The TRAIN bill favours stevia and coco sugar and there will likely be a strong push towards drinks sweetened with these in the future to avoid the hefty tax.

Pepsi to go for 100% sugar

At the moment, Pepsi-Cola Products Philippines uses 40% HFCS and 60% sugar. The soft drink company said it will reformulate to use 100% sugar. It will sell its HFCS inventory to other companies (possibly a Vietnam entity) to avoid loss. A source at Pepsi said the company started to reformulating its beverages as early as May and the taste will remain the same, reported the Philippine Daily Inquirer.

HFCS has been a contentious issue

The importation or in some instances the smuggling of HFCS into the Philippines has been blamed by local sugar planters for causing the drop in sugar prices. In March 2017, 6,000 people protested in front of the Coca-Cola factory in Bacolod City to demonstrate against the company’s preference for the use of HFCS instead of locally-sourced sugar.

At the end of November 2017, the Sugar Regulatory Administration (SRA) as reported by Manila Bulletin temporarily stopped the importation of HFCS to arrest the decline in sugar prices.
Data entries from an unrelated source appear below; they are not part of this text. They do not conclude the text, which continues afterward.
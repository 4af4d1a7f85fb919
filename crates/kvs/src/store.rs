//! The sharded store: hash routing, single-key CRUD, cross-shard reads,
//! and the multi-shard batch operations.

use std::collections::HashMap;
use std::fmt;

use tracing::debug;

use crate::error::{StoreError, StoreResult};
use crate::format::format_size;
use crate::shard::Shard;
use crate::transaction::Transaction;
use crate::value::Value;

const FNV_OFFSET_BASIS: u32 = 2_166_136_261;
const FNV_PRIME: u32 = 16_777_619;

/// Map a key to a shard index with a 32-bit FNV-1a hash over its raw
/// bytes, reduced by the shard count.
///
/// Pure function of the key and the shard count. The store never changes
/// either after construction, so a key resolves to the same shard for the
/// store's whole lifetime — Get/Set/Delete for one key always contend on
/// the same lock and observe the same map.
pub(crate) fn shard_index(key: &str, shard_count: usize) -> usize {
    let mut hash = FNV_OFFSET_BASIS;
    for byte in key.bytes() {
        hash = hash.wrapping_mul(FNV_PRIME) ^ u32::from(byte);
    }
    hash as usize % shard_count
}

/// A thread-safe, in-memory key-value store partitioned across a fixed
/// number of independently locked shards.
///
/// Every operation routes its key through [`shard_index`] and takes only
/// that shard's lock, so operations on keys in different shards proceed
/// fully in parallel. Values are deep-copied on the way in ([`set`]) and
/// on the way out ([`get`]); the store never aliases caller-owned data.
///
/// [`set`]: KeyValueStore::set
/// [`get`]: KeyValueStore::get
pub struct KeyValueStore<V> {
    // Fixed length after construction; the length is the hash modulus.
    shards: Vec<Shard<V>>,
}

impl<V: Value> KeyValueStore<V> {
    /// Create a store with `num_shards` empty shards.
    ///
    /// Fails with [`StoreError::InvalidShardCount`] when `num_shards` is
    /// zero — the shard count is the hash-routing modulus.
    pub fn new(num_shards: usize) -> StoreResult<Self> {
        if num_shards == 0 {
            return Err(StoreError::InvalidShardCount(num_shards));
        }
        let shards = (0..num_shards).map(Shard::new).collect();
        debug!(shards = num_shards, "created key-value store");
        Ok(Self { shards })
    }

    /// Number of shards the key space is partitioned into.
    pub fn shard_count(&self) -> usize {
        self.shards.len()
    }

    fn shard_for(&self, key: &str) -> &Shard<V> {
        &self.shards[shard_index(key, self.shards.len())]
    }

    /// Retrieve a deep copy of the value stored under `key`.
    ///
    /// Takes the owning shard's lock in shared mode. Fails with
    /// [`StoreError::NotFound`] if the key is absent. The returned value
    /// is independent of the stored one: mutating it never touches the
    /// store.
    pub fn get(&self, key: &str) -> StoreResult<V> {
        let entries = self.shard_for(key).read();
        entries
            .get(key)
            .map(Value::clone_value)
            .ok_or_else(|| StoreError::NotFound(key.to_owned()))
    }

    /// Store a deep copy of `value` under `key`, overwriting any existing
    /// entry. Set is an unconditional upsert and never reports
    /// [`StoreError::Duplicate`].
    ///
    /// Takes the owning shard's lock in exclusive mode. The caller keeps
    /// ownership of `value`; the store holds its own copy.
    pub fn set(&self, key: impl Into<String>, value: &V) -> StoreResult<()> {
        let key = key.into();
        let mut entries = self.shard_for(&key).write();
        entries.insert(key, value.clone_value());
        Ok(())
    }

    /// Remove the entry under `key`.
    ///
    /// Takes the owning shard's lock in exclusive mode. Fails with
    /// [`StoreError::NotFound`] if the key is absent; nothing is mutated
    /// on that path.
    pub fn delete(&self, key: &str) -> StoreResult<()> {
        let mut entries = self.shard_for(key).write();
        match entries.remove(key) {
            Some(_) => Ok(()),
            None => Err(StoreError::NotFound(key.to_owned())),
        }
    }

    /// All keys currently in the store, in unspecified order.
    ///
    /// Each shard is snapshotted under its own shared lock, one shard at
    /// a time, and the snapshots are concatenated. Because the shards are
    /// not locked simultaneously this is *not* a point-in-time view of
    /// the whole store: a concurrent writer can be observed on a shard
    /// not yet visited and missed on one already visited.
    pub fn keys(&self) -> Vec<String> {
        let mut keys = Vec::new();
        for shard in &self.shards {
            keys.extend(shard.keys());
        }
        keys
    }

    /// Total number of entries, summed shard by shard.
    ///
    /// Same weak-consistency caveat as [`keys`](KeyValueStore::keys).
    pub fn len(&self) -> usize {
        self.shards.iter().map(Shard::len).sum()
    }

    /// Returns `true` if the store holds no entries.
    pub fn is_empty(&self) -> bool {
        self.len() == 0
    }

    /// The entry count rendered through a byte-magnitude formatter
    /// (`B`, `KB`, `MB`, ...), so "2 KB" means 2048 entries.
    ///
    /// The name and the unit suffixes are part of the store's contract
    /// even though no byte accounting happens; same weak-consistency
    /// caveat as [`keys`](KeyValueStore::keys).
    pub fn size(&self) -> String {
        format_size(self.len() as u64)
    }

    /// Acquire exclusive access to the entire store.
    ///
    /// Takes every shard's lock in exclusive mode, in ascending shard
    /// index order, and hands them to the returned [`Transaction`]. All
    /// other store operations block until the bracket is released via
    /// [`Transaction::commit`], [`Transaction::rollback`], or drop.
    ///
    /// Calling `begin` again on the same thread before releasing the
    /// first bracket deadlocks against itself, as does calling any
    /// `KeyValueStore` method while the bracket is held — mutate through
    /// the [`Transaction`] instead.
    pub fn begin(&self) -> Transaction<'_, V> {
        Transaction::begin(&self.shards)
    }

    /// Store a deep copy of every entry in `entries`, atomically with
    /// respect to all other store operations.
    ///
    /// Every shard's exclusive lock is held (acquired in ascending index
    /// order) for the duration, so no other caller can observe a state
    /// where only part of the batch has been applied. There is no
    /// rollback: if a `clone_value` implementation panics mid-batch,
    /// already-applied entries stay applied — the locks themselves are
    /// still released.
    pub fn batch_set(&self, entries: &HashMap<String, V>) -> StoreResult<()> {
        let mut tx = self.begin();
        for (key, value) in entries {
            tx.set(key.clone(), value);
        }
        tx.commit();
        debug!(entries = entries.len(), "applied batch set");
        Ok(())
    }

    /// Remove every listed key, atomically with respect to all other
    /// store operations. Absent keys are skipped silently rather than
    /// reported as [`StoreError::NotFound`].
    ///
    /// Same locking discipline as [`batch_set`](KeyValueStore::batch_set).
    pub fn batch_delete<K: AsRef<str>>(&self, keys: &[K]) -> StoreResult<()> {
        let mut tx = self.begin();
        for key in keys {
            let _ = tx.remove(key.as_ref());
        }
        tx.commit();
        debug!(keys = keys.len(), "applied batch delete");
        Ok(())
    }
}

impl<V: Value> fmt::Debug for KeyValueStore<V> {
    fn fmt(&self, f: &mut fmt::Formatter<'_>) -> fmt::Result {
        f.debug_struct("KeyValueStore")
            .field("shards", &self.shards.len())
            .field("entries", &self.len())
            .finish()
    }
}
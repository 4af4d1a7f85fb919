use std::collections::HashMap;
use std::fmt;
use std::sync::{RwLock, RwLockReadGuard, RwLockWriteGuard};

use crate::value::Value;

/// One independently lockable partition of the key space.
///
/// A shard's id is its ordinal position in the owning store's shard
/// sequence; it is informational only and plays no part in routing.
/// Shards are created empty at store construction and live exactly as
/// long as the store — nothing outside the crate ever sees one.
pub(crate) struct Shard<V> {
    id: usize,
    entries: RwLock<HashMap<String, V>>,
}

impl<V: Value> Shard<V> {
    pub(crate) fn new(id: usize) -> Self {
        Self {
            id,
            entries: RwLock::new(HashMap::new()),
        }
    }

    /// Acquire this shard's lock in shared mode.
    pub(crate) fn read(&self) -> RwLockReadGuard<'_, HashMap<String, V>> {
        self.entries.read().expect("lock poisoned")
    }

    /// Acquire this shard's lock in exclusive mode.
    pub(crate) fn write(&self) -> RwLockWriteGuard<'_, HashMap<String, V>> {
        self.entries.write().expect("lock poisoned")
    }

    /// Snapshot this shard's keys under its own shared lock.
    pub(crate) fn keys(&self) -> Vec<String> {
        self.read().keys().cloned().collect()
    }

    /// Number of entries, taken under this shard's shared lock.
    pub(crate) fn len(&self) -> usize {
        self.read().len()
    }
}

impl<V: Value> fmt::Debug for Shard<V> {
    fn fmt(&self, f: &mut fmt::Formatter<'_>) -> fmt::Result {
        f.debug_struct("Shard")
            .field("id", &self.id)
            .field("entries", &self.len())
            .finish()
    }
}
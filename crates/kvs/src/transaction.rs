//! The whole-store exclusive lock bracket.
//!
//! [`Transaction`] is a scoped-acquisition guard, not a transaction in the
//! database sense: it buffers nothing and undoes nothing. Every write made
//! through it lands in the shard maps immediately; `commit` and `rollback`
//! are two names for the same thing — release every shard's lock.

use std::collections::HashMap;
use std::sync::RwLockWriteGuard;

use tracing::trace;

use crate::error::{StoreError, StoreResult};
use crate::shard::Shard;
use crate::store::shard_index;
use crate::value::Value;

/// Exclusive access to every shard of a [`KeyValueStore`], acquired via
/// [`KeyValueStore::begin`].
///
/// While the bracket is held, all other store operations block. Reads and
/// writes issued through the bracket route by the same hash as the store's
/// own operations and apply immediately.
///
/// The locks are released when the bracket is consumed by
/// [`commit`](Transaction::commit) or [`rollback`](Transaction::rollback),
/// or when it is dropped — release happens on every exit path, including
/// panics. Holding the guard makes an unpaired release unrepresentable:
/// there is no way to "commit" without having begun.
///
/// ```
/// use kvs::KeyValueStore;
///
/// let store: KeyValueStore<String> = KeyValueStore::new(4)?;
/// let mut tx = store.begin();
/// tx.set("a", &"1".to_string());
/// tx.rollback(); // releases the locks; the write stays applied
/// assert_eq!(store.get("a")?, "1");
/// # Ok::<(), kvs::StoreError>(())
/// ```
///
/// [`KeyValueStore`]: crate::KeyValueStore
/// [`KeyValueStore::begin`]: crate::KeyValueStore::begin
pub struct Transaction<'store, V> {
    // One write guard per shard, indexed like the store's shard sequence.
    shards: Vec<RwLockWriteGuard<'store, HashMap<String, V>>>,
}

impl<'store, V: Value> Transaction<'store, V> {
    /// Lock every shard exclusively, in ascending shard-index order.
    ///
    /// Ascending order is the fixed global order shared with the batch
    /// operations; any multi-shard acquisition using a different order
    /// could form a circular wait against this one.
    pub(crate) fn begin(shards: &'store [Shard<V>]) -> Self {
        let guards = shards.iter().map(Shard::write).collect();
        trace!(shards = shards.len(), "acquired whole-store lock bracket");
        Self { shards: guards }
    }

    fn entries_mut(&mut self, key: &str) -> &mut HashMap<String, V> {
        let index = shard_index(key, self.shards.len());
        &mut self.shards[index]
    }

    /// Retrieve a deep copy of the value under `key`, as
    /// [`KeyValueStore::get`](crate::KeyValueStore::get) would.
    pub fn get(&self, key: &str) -> StoreResult<V> {
        let index = shard_index(key, self.shards.len());
        self.shards[index]
            .get(key)
            .map(Value::clone_value)
            .ok_or_else(|| StoreError::NotFound(key.to_owned()))
    }

    /// Store a deep copy of `value` under `key`. Applies immediately;
    /// a later [`rollback`](Transaction::rollback) will not undo it.
    pub fn set(&mut self, key: impl Into<String>, value: &V) {
        let key = key.into();
        self.entries_mut(&key).insert(key, value.clone_value());
    }

    /// Remove the entry under `key`, returning the stored value if the
    /// key was present.
    pub fn remove(&mut self, key: &str) -> Option<V> {
        self.entries_mut(key).remove(key)
    }

    /// Remove the entry under `key`, failing with
    /// [`StoreError::NotFound`] if it is absent.
    pub fn delete(&mut self, key: &str) -> StoreResult<()> {
        match self.remove(key) {
            Some(_) => Ok(()),
            None => Err(StoreError::NotFound(key.to_owned())),
        }
    }

    /// Release every shard's lock. Writes made through the bracket are
    /// already applied; commit adds nothing beyond the release.
    pub fn commit(self) {}

    /// Release every shard's lock. Identical in effect to
    /// [`commit`](Transaction::commit): writes made through the bracket
    /// are *not* undone. Callers needing real rollback must buffer their
    /// own inverse operations.
    pub fn rollback(self) {}
}

impl<V> Drop for Transaction<'_, V> {
    fn drop(&mut self) {
        trace!(shards = self.shards.len(), "released whole-store lock bracket");
    }
}
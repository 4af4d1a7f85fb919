//! The [`Value`] capability trait: the store's sole extensibility point.

/// A value that can live in a [`KeyValueStore`].
///
/// `clone_value` must produce a *deep*, independent copy: mutating the
/// original after a `set`, or mutating what `get` hands back, must never
/// affect the stored entry. Types whose `Clone` shares ownership
/// (`Rc`, `Arc`) do not satisfy this contract as-is, which is why there
/// is no blanket impl over `Clone`.
///
/// ```
/// use kvs::Value;
///
/// #[derive(Debug, PartialEq)]
/// struct Person {
///     name: String,
///     age: u32,
/// }
///
/// impl Value for Person {
///     fn clone_value(&self) -> Self {
///         Person {
///             name: self.name.clone(),
///             age: self.age,
///         }
///     }
/// }
/// ```
///
/// [`KeyValueStore`]: crate::KeyValueStore
pub trait Value: Send + Sync {
    /// Produce a deep, independent copy of the value.
    fn clone_value(&self) -> Self
    where
        Self: Sized;
}

// Owned std types whose `Clone` is already a deep copy.
macro_rules! impl_value_via_clone {
    ($($ty:ty),* $(,)?) => {
        $(
            impl Value for $ty {
                fn clone_value(&self) -> Self {
                    self.clone()
                }
            }
        )*
    };
}

impl_value_via_clone!(
    String,
    Vec<u8>,
    bool,
    i32,
    i64,
    u32,
    u64,
    usize,
    f64,
);
use std::hint::black_box;

use criterion::{criterion_group, criterion_main, BatchSize, BenchmarkId, Criterion};
use kvs::KeyValueStore;

fn bench_set(c: &mut Criterion) {
    let store: KeyValueStore<String> = KeyValueStore::new(10).unwrap();
    let value = String::from("benchmark-value");
    c.bench_function("set", |b| {
        b.iter(|| store.set(black_box("person"), &value).unwrap())
    });
}

fn bench_get(c: &mut Criterion) {
    let store: KeyValueStore<String> = KeyValueStore::new(10).unwrap();
    store.set("person", &String::from("Alice")).unwrap();
    c.bench_function("get", |b| {
        b.iter(|| store.get(black_box("person")).unwrap())
    });
}

fn bench_delete(c: &mut Criterion) {
    c.bench_function("delete", |b| {
        b.iter_batched(
            || {
                let store: KeyValueStore<String> = KeyValueStore::new(10).unwrap();
                store.set("person", &String::from("Alice")).unwrap();
                store
            },
            |store| store.delete(black_box("person")).unwrap(),
            BatchSize::SmallInput,
        )
    });
}

fn bench_shard_scaling(c: &mut Criterion) {
    let mut group = c.benchmark_group("set_by_shard_count");
    for shards in [1usize, 4, 16, 64] {
        group.bench_with_input(BenchmarkId::from_parameter(shards), &shards, |b, &n| {
            let store: KeyValueStore<String> = KeyValueStore::new(n).unwrap();
            let value = String::from("v");
            let mut i = 0u64;
            b.iter(|| {
                i += 1;
                store.set(format!("key-{i}"), &value).unwrap();
            });
        });
    }
    group.finish();
}

criterion_group!(
    benches,
    bench_set,
    bench_get,
    bench_delete,
    bench_shard_scaling
);
criterion_main!(benches);
//! Routing keys across a small cluster of independent stores.
//!
//! Each node is its own `KeyValueStore`; keys are assigned to nodes with
//! the same FNV-1a hash the store uses internally for shard routing.
//!
//! Run with `cargo run --example cluster`.

use kvs::{KeyValueStore, StoreError};

struct Cluster {
    nodes: Vec<KeyValueStore<String>>,
}

impl Cluster {
    fn node_for(&self, key: &str) -> &KeyValueStore<String> {
        let mut hash: u32 = 2_166_136_261;
        for byte in key.bytes() {
            hash = hash.wrapping_mul(16_777_619) ^ u32::from(byte);
        }
        &self.nodes[hash as usize % self.nodes.len()]
    }
}

fn main() -> Result<(), StoreError> {
    tracing_subscriber::fmt::init();

    let cluster = Cluster {
        nodes: vec![
            KeyValueStore::new(16)?,
            KeyValueStore::new(16)?,
            KeyValueStore::new(16)?,
        ],
    };

    for i in 0..100 {
        let key = format!("key-{i}");
        let value = format!("value-{i}");
        cluster.node_for(&key).set(key.as_str(), &value)?;
    }

    let key = "key-42";
    let value = cluster.node_for(key).get(key)?;
    println!("{key} => {value}");

    for (id, node) in cluster.nodes.iter().enumerate() {
        println!("node {id}: {} keys ({})", node.keys().len(), node.size());
    }

    Ok(())
}
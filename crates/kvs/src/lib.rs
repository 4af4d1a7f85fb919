//! Sharded, thread-safe, in-memory key-value store.
//!
//! The key space is partitioned across a fixed number of independently
//! locked shards so that concurrent callers touching different keys
//! rarely contend. Each operation hashes its key (32-bit FNV-1a), takes
//! exactly one shard's reader/writer lock for its duration, and releases
//! it on every exit path. Multi-key operations ([`batch_set`],
//! [`batch_delete`]) and the whole-store bracket ([`begin`]) take every
//! shard's lock in ascending index order before touching anything.
//!
//! # Value ownership
//!
//! Values must implement the [`Value`] trait, whose `clone_value` is a
//! deep copy. The store clones on both boundaries: `set` stores a copy of
//! the caller's value and `get` returns a copy of the stored one, so
//! caller state and store state never alias.
//!
//! # Consistency
//!
//! - Operations on the same key are serialized by that key's shard lock.
//! - [`keys`], [`len`] and [`size`] visit shards one at a time and are
//!   therefore *not* point-in-time snapshots under concurrent writes.
//! - The [`Transaction`] bracket grants whole-store exclusivity but has
//!   no isolation or undo: its writes apply immediately and `rollback`
//!   only releases the locks.
//!
//! # Example
//!
//! ```
//! use kvs::KeyValueStore;
//!
//! let store: KeyValueStore<String> = KeyValueStore::new(16)?;
//! store.set("greeting", &"hello".to_string())?;
//! assert_eq!(store.get("greeting")?, "hello");
//! store.delete("greeting")?;
//! assert!(store.get("greeting").is_err());
//! # Ok::<(), kvs::StoreError>(())
//! ```
//!
//! [`batch_set`]: KeyValueStore::batch_set
//! [`batch_delete`]: KeyValueStore::batch_delete
//! [`begin`]: KeyValueStore::begin
//! [`keys`]: KeyValueStore::keys
//! [`len`]: KeyValueStore::len
//! [`size`]: KeyValueStore::size

pub mod error;
mod format;
mod shard;
pub mod store;
pub mod transaction;
pub mod value;

// Re-export primary types at crate root for ergonomic imports.
pub use error::{StoreError, StoreResult};
pub use store::KeyValueStore;
pub use transaction::Transaction;
pub use value::Value;
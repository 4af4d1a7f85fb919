/// Errors from key-value store operations.
#[derive(Debug, Clone, PartialEq, Eq, thiserror::Error)]
pub enum StoreError {
    /// The requested key is not present in the store.
    #[error("key not found: {0}")]
    NotFound(String),

    /// A key already exists where the operation required it to be absent.
    ///
    /// Reserved: `set` is an unconditional upsert, so no current operation
    /// reports this. Kept for a future set-if-absent variant.
    #[error("key already exists: {0}")]
    Duplicate(String),

    /// The store was constructed with a shard count of zero. The shard
    /// count is the hash-routing modulus and must be positive.
    #[error("invalid shard count: {0}")]
    InvalidShardCount(usize),

    /// Catch-all for failures that fit no other category.
    #[error("unknown store error")]
    Unknown,
}

/// Result alias for store operations.
pub type StoreResult<T> = Result<T, StoreError>;

#[cfg(test)]
mod tests {
    use super::*;

    #[test]
    fn display_messages() {
        assert_eq!(
            StoreError::NotFound("person".into()).to_string(),
            "key not found: person"
        );
        assert_eq!(
            StoreError::InvalidShardCount(0).to_string(),
            "invalid shard count: 0"
        );
        assert_eq!(StoreError::Unknown.to_string(), "unknown store error");
    }
}
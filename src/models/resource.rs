//! 资源标识：scheme + path

use serde::{Deserialize, Serialize};
use std::fmt;
use std::path::{Path, PathBuf};

pub const UNTITLED_SCHEME: &str = "untitled";
pub const FILE_SCHEME: &str = "file";

#[derive(Debug, Clone, PartialEq, Eq, Hash, PartialOrd, Ord, Serialize, Deserialize)]
pub struct Resource {
    scheme: String,
    path: String,
}

impl Resource {
    pub fn new(scheme: &str, path: &str) -> Self {
        Self {
            scheme: scheme.to_string(),
            path: path.to_string(),
        }
    }

    /// `untitled:Untitled-1`
    pub fn untitled(name: &str) -> Self {
        Self::new(UNTITLED_SCHEME, name)
    }

    /// 关联了目标路径的未命名文档：`untitled:/path/to/file`
    pub fn untitled_with_path(path: &Path) -> Self {
        Self::new(UNTITLED_SCHEME, &path.to_string_lossy())
    }

    pub fn file(path: &Path) -> Self {
        Self::new(FILE_SCHEME, &path.to_string_lossy())
    }

    /// 解析 `scheme:path`，没有 scheme 时按 file 处理
    pub fn parse(value: &str) -> Self {
        match value.split_once(':') {
            Some((scheme, path))
                if scheme.len() > 1
                    && scheme.chars().all(|c| c.is_ascii_alphanumeric() || c == '-') =>
            {
                Self::new(scheme, path)
            }
            _ => Self::new(FILE_SCHEME, value),
        }
    }

    pub fn scheme(&self) -> &str {
        &self.scheme
    }

    pub fn path(&self) -> &str {
        &self.path
    }

    pub fn to_path_buf(&self) -> PathBuf {
        PathBuf::from(&self.path)
    }

    pub fn is_untitled(&self) -> bool {
        self.scheme == UNTITLED_SCHEME
    }
}

impl fmt::Display for Resource {
    fn fmt(&self, f: &mut fmt::Formatter<'_>) -> fmt::Result {
        write!(f, "{}:{}", self.scheme, self.path)
    }
}

#[cfg(test)]
#[path = "../../tests/unit/models/resource.rs"]
mod tests;
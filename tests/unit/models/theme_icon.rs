use super::*;

#[test]
fn test_escape_theme_icons() {
    assert_eq!(escape_theme_icons("$(zap) fast"), "\\$(zap) fast");
    assert_eq!(escape_theme_icons("$(sync~spin)"), "\\$(sync~spin)");
    assert_eq!(escape_theme_icons("no icons"), "no icons");
}

#[test]
fn test_escape_keeps_escaped_icons() {
    assert_eq!(escape_theme_icons("\\$(zap)"), "\\$(zap)");
}

#[test]
fn test_markdown_unescape_theme_icons() {
    assert_eq!(markdown_unescape_theme_icons("$\\(zap\\) x"), "$(zap) x");
    assert_eq!(
        markdown_unescape_theme_icons("$\\(chevron\\-down\\)"),
        "$(chevron-down)"
    );
    assert_eq!(markdown_unescape_theme_icons("$\\(sync~spin\\)"), "$(sync~spin)");
}

#[test]
fn test_markdown_unescape_keeps_backslash_prefixed() {
    assert_eq!(markdown_unescape_theme_icons("\\$\\(zap\\)"), "\\$\\(zap\\)");
}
Coca-Cola shifting to local sugar

An earlier article in the PhilStar in April 2017 mentioned Coca-Cola used 90% HFCS and just 10% sugar. But the company has already taken steps and has increased its purchase of local sugar by more than 80% in 2017 to 2 million bags compared with 2016 where it bought 1.1 million bags, reported the Philippine Daily Inquirer on 7 December 2017.

The TRAIN bill has been a momentous event for the Philippines beverage industry. Price hike is imminent in 2018 and reformulation of the sweeteners used in beverages will become a key challenge for industry players. There will likely be more impetus to use stevia of coco sugar as sweeteners going forward.